Les produits de la mer sont menacés par la crise climatique, et Reuters rapporte que les éleveurs de saumon norvégiens sont aux prises avec ses effets. Les hivers rigoureux, le phénomène climatique El Niño et les attaques de méduses, qui n'ont jamais été aussi nombreuses depuis 20 ans (ce qui peut être attribué à un changement de comportement dû à l'augmentation de la température de la mer), ont porté la mortalité des poissons au large des côtes norvégiennes à un niveau record.
Tout cela met en péril l'une des garnitures emblématiques du "smørrebrød" norvégien, le "gravlax" (saumon saumuré). Les températures record et les eaux plus chaudes augmentent également la menace des poux de mer, alors que les vaccins contre ces derniers stressent les poissons, entraînant leur mort.
Certains aliments connaîtront une résurgence grâce aux changements climatiques
Au Pays de Galles, l'algue laver est un aliment de base traditionnel depuis le XVIIe siècle. Derek Walker, commissaire aux générations futures pour le Pays de Galles, qualifie l'algue de "superpuissance galloise".
La Seaweed Alliance a constaté que 50 % de la zone marine du pays de Galles se prêtait à la culture du varech, ce qui a incité à développer l'agriculture océanique régénératrice dans le pays et à accroître la production de cette culture durable.
Au cours de la dernière décennie, les États-Unis ont dépassé l'Iran pour devenir le premier exportateur mondial de pistaches. Cette culture est plus résistante et plus tolérante à la sécheresse que la noix californienne traditionnelle, l'amande, ce qui la rend plus résistante aux conditions météorologiques extrêmes.

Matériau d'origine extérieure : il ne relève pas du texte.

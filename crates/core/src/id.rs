//! Strongly-typed identifiers used across the domain.

use core::str::FromStr;
use serde::{Deserialize, Serialize};
use uuid::Uuid;

use crate::error::DomainError;

/// Identifier of a job (a named batch of submissions).
#[derive(Debug, Copy, Clone, PartialEq, Eq, Hash, PartialOrd, Ord, Serialize, Deserialize)]
#[serde(transparent)]
pub struct JobId(Uuid);

/// Identifier of a submission (one target within one job).
#[derive(Debug, Copy, Clone, PartialEq, Eq, Hash, PartialOrd, Ord, Serialize, Deserialize)]
#[serde(transparent)]
pub struct SubmissionId(Uuid);

/// Proof of lease ownership, minted fresh on every claim.
#[derive(Debug, Copy, Clone, PartialEq, Eq, Hash, Serialize, Deserialize)]
#[serde(transparent)]
pub struct LeaseToken(Uuid);

macro_rules! impl_uuid_newtype {
    ($t:ty, $name:literal) => {
        impl $t {
            /// Create a new identifier.
            ///
            /// Uses UUIDv7 (time-ordered), so ids sort roughly by creation time.
            pub fn new() -> Self {
                Self(Uuid::now_v7())
            }

            pub fn from_uuid(uuid: Uuid) -> Self {
                Self(uuid)
            }

            pub fn as_uuid(&self) -> &Uuid {
                &self.0
            }
        }

        impl Default for $t {
            fn default() -> Self {
                Self::new()
            }
        }

        impl core::fmt::Display for $t {
            fn fmt(&self, f: &mut core::fmt::Formatter<'_>) -> core::fmt::Result {
                core::fmt::Display::fmt(&self.0, f)
            }
        }

        impl From<Uuid> for $t {
            fn from(value: Uuid) -> Self {
                Self(value)
            }
        }

        impl From<$t> for Uuid {
            fn from(value: $t) -> Self {
                value.0
            }
        }

        impl FromStr for $t {
            type Err = DomainError;

            fn from_str(s: &str) -> Result<Self, Self::Err> {
                let uuid = Uuid::from_str(s)
                    .map_err(|e| DomainError::invalid_input(format!("{}: {}", $name, e)))?;
                Ok(Self(uuid))
            }
        }
    };
}

impl_uuid_newtype!(JobId, "JobId");
impl_uuid_newtype!(SubmissionId, "SubmissionId");
impl_uuid_newtype!(LeaseToken, "LeaseToken");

Les pistachiers dépendent également du vent et non des abeilles pour la pollinisation, de sorte qu'ils ne sont pas affectés par la diminution des populations d'insectes.
Bien que l'Organisation internationale de la vigne et du vin (OIV) ait prévenu que la production mondiale de vin de l'année dernière était la plus faible depuis plus de 30 ans, les climats de certains pays changeront pour devenir parfaits pour les cultures de raisin.
Les raisins de cuve dépendent de climats hyperspécifiques pour produire des vins équilibrés en sucre, en acide et en tanins. Dans ses documents sur l'adaptation au climat, le gouvernement britannique suggère que les cultures de raisin conviendraient parfaitement à l'environnement futur du Royaume-Uni. L'industrie viticole est également en plein essor en Suède.